月に照らされた女神が、一筋の涙をこぼす。
「兄さん、私が採取する!」
妹は兄から小瓶を受け取り、女神の像から涙を採取した。
「これで母さんの病も回復するぞ!」
兄が喜んだ瞬間、妹はその雫を飲み干した。
「おまえ、何やってるんだ!」
『何を願う?』
頭の中に響くような声が聞こえてきた。
「私を国一番の美女にして!」
「なんて事だ」
兄は絶望し、妹はしてやったりという顔をした。
『そなたは何を願う?』
再び聞こえた声に、兄はキョロキョロし、自分に言われたと理解し、女神像に向き直った。
「母の病を直してください。お願いいたします」
『願いは聞き届けた』
「ありがとうございます。ありがとうございます」
兄はお礼を言ったが、妹は手鏡を見ながらその辺をうろついていた。
「早く帰りましょうよぅ」
兄は呆れて妹を見たが、見た目は変わっていないので、自分の願いだけが聞き届けられたのかと考え、妹をつれ森を出るのだった。

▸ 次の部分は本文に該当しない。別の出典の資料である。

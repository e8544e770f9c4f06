//! SessionLink server
//!
//! Relays live agent sessions from daemons to viewers over WebSocket and
//! carries viewer feedback back to the agent through its hooks.

pub mod app;
pub mod auth;
pub mod config;
pub mod daemon_socket;
pub mod feedback;
pub mod hook_handler;
pub mod logging;
pub mod registry;
pub mod relay;
pub mod state;
pub mod websocket;

pub use app::{router, serve};
pub use config::{ServeArgs, ServerConfig};
pub use state::AppState;

pub const VERSION: &str = env!("CARGO_PKG_VERSION");
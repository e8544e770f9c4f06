//! SessionLink server binary
//!
//! `sessionlink serve` runs the relay. `sessionlink watch <session>` follows
//! a session from the terminal using the same stream client viewers use.

use std::sync::Arc;

use anyhow::Context;
use clap::{Parser, Subcommand};
use sessionlink_client::{connect, StreamConfig, StreamEvent};
use sessionlink_server::logging::init_logging;
use sessionlink_server::{serve, AppState, ServeArgs, ServerConfig, VERSION};
use tracing::info;

#[derive(Parser, Debug)]
#[command(name = "sessionlink", version, about = "Live agent sessions for remote viewers")]
struct Cli {
    #[command(subcommand)]
    command: Commands,
}

#[derive(Subcommand, Debug)]
enum Commands {
    /// Run the relay server
    Serve(ServeArgs),

    /// Follow a session and print its records as they arrive
    Watch {
        /// Session id to follow
        session_id: String,

        /// Server base URL
        #[arg(long, env = "SESSIONLINK_SERVER_URL", default_value = "http://127.0.0.1:4100")]
        url: String,

        /// Auth token, if the server requires one
        #[arg(long, env = "SESSIONLINK_AUTH_TOKEN")]
        token: Option<String>,

        /// Skip history and start from the live edge
        #[arg(long)]
        live: bool,
    },
}

#[tokio::main]
async fn main() -> anyhow::Result<()> {
    let cli = Cli::parse();
    match cli.command {
        Commands::Serve(args) => run_server(args.into()).await,
        Commands::Watch {
            session_id,
            url,
            token,
            live,
        } => run_watch(session_id, url, token, live).await,
    }
}

async fn run_server(config: ServerConfig) -> anyhow::Result<()> {
    let _logging = init_logging(&config.log_dir(), config.log_stderr)?;
    info!(
        component = "server",
        event = "server.starting",
        version = VERSION,
        bind = %config.bind,
        data_dir = %config.data_dir.display(),
        "Starting SessionLink server"
    );

    let listener = tokio::net::TcpListener::bind(config.bind)
        .await
        .with_context(|| format!("failed to bind {}", config.bind))?;
    let state = Arc::new(AppState::new(config));
    serve(listener, state).await
}

async fn run_watch(
    session_id: String,
    url: String,
    token: Option<String>,
    live: bool,
) -> anyhow::Result<()> {
    let mut config = StreamConfig::new(url, session_id.clone());
    config.token = token;
    config.replay_history = !live;

    let (handle, mut events) = connect(config);
    loop {
        let event = tokio::select! {
            event = events.recv() => event,
            _ = tokio::signal::ctrl_c() => None,
        };
        let Some(event) = event else {
            break;
        };

        match event {
            StreamEvent::Connected {
                status,
                message_count,
                ..
            } => eprintln!("connected: {status:?}, {message_count} records"),
            StreamEvent::Message { index, messages } => {
                for payload in messages {
                    println!("[{index}] {payload}");
                }
            }
            StreamEvent::Frame(frame) => {
                println!("{}", serde_json::to_string(&frame)?);
            }
            StreamEvent::Complete {
                exit_code, reason, ..
            } => {
                eprintln!(
                    "session complete (exit code {}, {})",
                    exit_code.map_or("none".to_string(), |c| c.to_string()),
                    reason.as_deref().unwrap_or("no reason given")
                );
                break;
            }
            StreamEvent::LogReset => eprintln!("server log restarted, replaying from the beginning"),
            StreamEvent::Reconnecting { attempt, delay } => {
                eprintln!("connection dropped, retry {attempt} in {}ms", delay.as_millis())
            }
            StreamEvent::ReconnectFailed => {
                eprintln!("connection lost; run `sessionlink watch {session_id}` again to retry");
                handle.destroy();
                anyhow::bail!("gave up reconnecting");
            }
        }
    }

    handle.destroy();
    Ok(())
}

朝になると、嘘のように回復した母親が、朝食が出来たと起こしに来た。
「母さん、治ったんだね! 本当に良かった。女神様に感謝しなければ」
「ありがとう。ねえ、リビングにいるスッゴい美人は、だあれ?」
「え?」
慌ててリビングに行くと、髪型や服装に妹の面影が残る美女がそこにいた。
「おまえ、その顔」
「うふふん! 美女になったわ!」
母親に、それは妹だと説明し、事の成り行きを話した。
母親は気味悪そうに娘の方を見たが、息子とだけ会話し、女神様にお礼に行きたいと言っていた。

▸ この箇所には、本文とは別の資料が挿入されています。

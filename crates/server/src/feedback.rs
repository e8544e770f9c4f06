//! Feedback queue
//!
//! Per-session FIFO of viewer feedback waiting for the agent's Stop hook.
//! Every state change happens under one mutex, so a hook claim moves items to
//! `approved` before anyone can observe them again and two claims never
//! return the same item.

use std::collections::HashMap;
use std::sync::{Mutex, MutexGuard, PoisonError};
use std::time::Duration;

use sessionlink_protocol::{
    new_id, ClientMessage, FeedbackStatus, FeedbackType, PendingFeedback,
};

/// Feedback extracted from a viewer frame, before it gets an id.
#[derive(Debug, Clone, PartialEq)]
pub struct NewFeedback {
    pub feedback_type: FeedbackType,
    pub content: String,
    pub context: Option<String>,
}

impl NewFeedback {
    /// `None` for frames that are not feedback.
    pub fn from_client_message(msg: &ClientMessage) -> Option<Self> {
        match msg {
            ClientMessage::UserMessage { content } => Some(Self {
                feedback_type: FeedbackType::UserMessage,
                content: content.clone(),
                context: None,
            }),
            ClientMessage::DiffComment {
                file,
                line,
                content,
            } => Some(Self {
                feedback_type: FeedbackType::DiffComment,
                content: content.clone(),
                context: Some(format!("{file}:{line}")),
            }),
            ClientMessage::SuggestedEdit {
                file,
                old_content,
                new_content,
            } => Some(Self {
                feedback_type: FeedbackType::SuggestedEdit,
                content: format!("Replace:\n{old_content}\nWith:\n{new_content}"),
                context: Some(file.clone()),
            }),
            _ => None,
        }
    }
}

struct Entry {
    item: PendingFeedback,
    /// When the item reached a terminal status, unix millis.
    settled_at: Option<u64>,
}

impl Entry {
    fn settle(&mut self, status: FeedbackStatus, now: u64) -> PendingFeedback {
        self.item.status = status;
        self.settled_at = Some(now);
        self.item.clone()
    }
}

pub struct FeedbackQueue {
    sessions: Mutex<HashMap<String, Vec<Entry>>>,
    ttl_ms: u64,
    retention_ms: u64,
}

impl FeedbackQueue {
    pub fn new(ttl: Duration, retention: Duration) -> Self {
        Self {
            sessions: Mutex::new(HashMap::new()),
            ttl_ms: ttl.as_millis() as u64,
            retention_ms: retention.as_millis() as u64,
        }
    }

    fn lock(&self) -> MutexGuard<'_, HashMap<String, Vec<Entry>>> {
        self.sessions.lock().unwrap_or_else(PoisonError::into_inner)
    }

    /// Queue feedback and return it with its 1-based rank among the
    /// session's pending items.
    pub fn enqueue(
        &self,
        session_id: &str,
        feedback: NewFeedback,
        now: u64,
    ) -> (PendingFeedback, usize) {
        let item = PendingFeedback {
            id: new_id(),
            session_id: session_id.to_string(),
            content: feedback.content,
            feedback_type: feedback.feedback_type,
            context: feedback.context,
            status: FeedbackStatus::Pending,
            queued_at: now,
        };

        let mut sessions = self.lock();
        let entries = sessions.entry(session_id.to_string()).or_default();
        entries.push(Entry {
            item: item.clone(),
            settled_at: None,
        });
        let position = entries
            .iter()
            .filter(|e| e.item.status == FeedbackStatus::Pending)
            .count();
        (item, position)
    }

    /// Move every pending item of the session to `approved` and return them
    /// in queue order. A concurrent second claim gets an empty list.
    pub fn claim(&self, session_id: &str, now: u64) -> Vec<PendingFeedback> {
        self.settle_pending(session_id, FeedbackStatus::Approved, now)
    }

    /// Approve one pending item, e.g. when it is handed straight to an idle
    /// agent instead of waiting for the Stop hook.
    pub fn claim_item(&self, session_id: &str, id: &str, now: u64) -> Option<PendingFeedback> {
        let mut sessions = self.lock();
        sessions
            .get_mut(session_id)?
            .iter_mut()
            .find(|e| e.item.id == id && e.item.status == FeedbackStatus::Pending)
            .map(|e| e.settle(FeedbackStatus::Approved, now))
    }

    /// Put an approved item back to `pending` after its delivery failed.
    pub fn release_item(&self, session_id: &str, id: &str) -> bool {
        let mut sessions = self.lock();
        let Some(entry) = sessions
            .get_mut(session_id)
            .and_then(|entries| entries.iter_mut().find(|e| e.item.id == id))
        else {
            return false;
        };
        if entry.item.status != FeedbackStatus::Approved {
            return false;
        }
        entry.item.status = FeedbackStatus::Pending;
        entry.settled_at = None;
        true
    }

    /// Reject whatever is still pending because the session is over.
    pub fn reject_pending(&self, session_id: &str, now: u64) -> Vec<PendingFeedback> {
        self.settle_pending(session_id, FeedbackStatus::Rejected, now)
    }

    fn settle_pending(
        &self,
        session_id: &str,
        status: FeedbackStatus,
        now: u64,
    ) -> Vec<PendingFeedback> {
        let mut sessions = self.lock();
        let Some(entries) = sessions.get_mut(session_id) else {
            return Vec::new();
        };
        entries
            .iter_mut()
            .filter(|e| e.item.status == FeedbackStatus::Pending)
            .map(|e| e.settle(status, now))
            .collect()
    }

    /// Expire pending items older than the TTL and purge terminal items past
    /// the retention window. Returns the items that just expired.
    pub fn sweep(&self, now: u64) -> Vec<PendingFeedback> {
        let mut expired = Vec::new();
        let mut sessions = self.lock();
        for entries in sessions.values_mut() {
            for entry in entries.iter_mut() {
                if entry.item.status == FeedbackStatus::Pending
                    && now.saturating_sub(entry.item.queued_at) >= self.ttl_ms
                {
                    expired.push(entry.settle(FeedbackStatus::Expired, now));
                }
            }
            entries.retain(|e| match e.settled_at {
                Some(at) => now.saturating_sub(at) < self.retention_ms,
                None => true,
            });
        }
        sessions.retain(|_, entries| !entries.is_empty());
        expired
    }

    /// Items still tracked for a session, terminal ones included.
    pub fn items(&self, session_id: &str) -> Vec<PendingFeedback> {
        self.lock()
            .get(session_id)
            .map(|entries| entries.iter().map(|e| e.item.clone()).collect())
            .unwrap_or_default()
    }

    pub fn pending_count(&self, session_id: &str) -> usize {
        self.lock().get(session_id).map_or(0, |entries| {
            entries
                .iter()
                .filter(|e| e.item.status == FeedbackStatus::Pending)
                .count()
        })
    }
}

妹の話題は、すぐに町に知れ渡り、金持ちからの結婚の申し込みが絶えなくなった。貢ぎ物だけで生活が潤うほどで、それなりに感謝はしたが、母親も兄も、顔の違う妹を気味悪がってあまり近寄ってこない。
そのうち、低位貴族からも複数の結婚の申し込みがあり、貴族女性から敵視されるようになってきた。

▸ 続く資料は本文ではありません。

use super::*;
use crate::config::{CryptainerConfig, StorageCfg};
use crate::error::CryptainerError;
use crate::resources::{BlockCrypto, FilesystemFormatter, LoopBinding, LoopDevices, MountTable};
use crate::units::parse_size;
use std::collections::{HashMap, HashSet};
use std::path::{Path, PathBuf};
use std::sync::{Arc, Mutex};
use tempfile::tempdir;
use zeroize::Zeroizing;

#[derive(Debug, Clone, Copy, PartialEq, Eq)]
enum FailPoint {
    Attach,
    Format,
    Open,
    Mkfs,
    Mount,
}

/// Simulated kernel: loop bindings, encryption headers (keyed by backing
/// file, as on real hardware), open mappings, filesystems, mount table.
#[derive(Default)]
struct KernelState {
    loops: HashMap<String, PathBuf>,
    next_loop: u32,
    loop_capacity: Option<usize>,
    headers: HashMap<PathBuf, Vec<u8>>,
    mappings: HashMap<String, String>,
    filesystems: HashSet<String>,
    mounted: HashMap<PathBuf, String>,
    busy: HashSet<PathBuf>,
    fail_next: Option<FailPoint>,
}

type Kernel = Arc<Mutex<KernelState>>;

fn take_failure(state: &mut KernelState, point: FailPoint) -> bool {
    if state.fail_next == Some(point) {
        state.fail_next = None;
        true
    } else {
        false
    }
}

#[derive(Clone)]
struct FakeLoops(Kernel);

impl LoopDevices for FakeLoops {
    type Error = CryptainerError;

    fn attach(&self, backing: &Path) -> Result<String, Self::Error> {
        let mut state = self.0.lock().unwrap();
        if take_failure(&mut state, FailPoint::Attach) {
            return Err(CryptainerError::System("injected attach failure".into()));
        }
        if let Some(capacity) = state.loop_capacity {
            if state.loops.len() >= capacity {
                return Err(CryptainerError::ResourceExhausted(
                    "all loop devices are in use".into(),
                ));
            }
        }
        let device = format!("/dev/loop{}", state.next_loop);
        state.next_loop += 1;
        state.loops.insert(device.clone(), backing.to_path_buf());
        Ok(device)
    }

    fn detach(&self, device: &str) -> Result<(), Self::Error> {
        let mut state = self.0.lock().unwrap();
        state.loops.remove(device);
        Ok(())
    }

    fn list_active(&self) -> Result<Vec<LoopBinding>, Self::Error> {
        let state = self.0.lock().unwrap();
        Ok(state
            .loops
            .iter()
            .map(|(device, backing)| LoopBinding {
                device: device.clone(),
                backing_file: backing.clone(),
            })
            .collect())
    }
}

#[derive(Clone)]
struct FakeCrypto(Kernel);

impl FakeCrypto {
    fn resolve_backing(state: &KernelState, device: &str) -> Result<PathBuf, CryptainerError> {
        state.loops.get(device).cloned().ok_or_else(|| {
            CryptainerError::System(format!("{device} is not an active loop device"))
        })
    }
}

impl BlockCrypto for FakeCrypto {
    type Error = CryptainerError;

    fn format(&self, device: &str, passphrase: &[u8]) -> Result<(), Self::Error> {
        let mut state = self.0.lock().unwrap();
        if take_failure(&mut state, FailPoint::Format) {
            return Err(CryptainerError::System("injected format failure".into()));
        }
        let backing = Self::resolve_backing(&state, device)?;
        state.headers.insert(backing, passphrase.to_vec());
        Ok(())
    }

    fn open(&self, device: &str, name: &str, passphrase: &[u8]) -> Result<(), Self::Error> {
        let mut state = self.0.lock().unwrap();
        if take_failure(&mut state, FailPoint::Open) {
            return Err(CryptainerError::System("injected open failure".into()));
        }
        let backing = Self::resolve_backing(&state, device)?;
        match state.headers.get(&backing) {
            Some(expected) if expected == passphrase => {
                state.mappings.insert(name.to_string(), device.to_string());
                Ok(())
            }
            Some(_) => Err(CryptainerError::AuthenticationFailed(name.to_string())),
            None => Err(CryptainerError::System(format!(
                "{device} holds no encryption header"
            ))),
        }
    }

    fn close(&self, name: &str) -> Result<(), Self::Error> {
        let mut state = self.0.lock().unwrap();
        state.mappings.remove(name);
        Ok(())
    }

    fn status(&self, name: &str) -> Result<MappingState, Self::Error> {
        let state = self.0.lock().unwrap();
        if state.mappings.contains_key(name) {
            Ok(MappingState::Active)
        } else {
            Ok(MappingState::Inactive)
        }
    }
}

「不細工な方が悪いのよ。私の美貌に敵わないからって、嫉妬は止めてほしいわ」
性格の悪さが際立ち、尚更恨みを買っていった。
ある日、高位貴族の従者を名乗る馬車が到着し、身一つで良いと言われ、妹は家を出ていった。低位貴族の養女になってから、高位貴族に嫁ぐらしく、縁すら切って行った。
母も兄も仕事を始め、妹の貢ぎ物には頼らない生活をしていたため、妹が置いていった高価な物は全て救護院や教会に寄付し、妹のいない生活を始めた。
母親の体力がついてきた頃、ルナの森に入り、女神像にお礼を伝えに行った。
「母の病を直してくださり、ありがとうございました」
「私の病を直してくださり、本当にありがとうございます」
女神像が涙を流したのを見て、母と兄は願った。
「女神様が幸せであられますように」
「女神様がご無理をされませんように」
その後二人は幸せに過ごした。
妹はと言えば、低位貴族の養女になりマナーを習うが、厳しさについていけず、全くものにならず、すわ放免か、というタイミングで拐かされた。マナー講習が嫌で内緒で町に逃げていた時の出来事だった。
身の代金を要求されたが、身柄を預かっていた低位貴族は応じず、嫁入り先とされていた高位貴族も、顔だけの女は要らないと言って、誰も金を支払わなかった。
人攫いたちは、娘を娼館に高額で売り払い、娘は一生娼館から出られないのだった。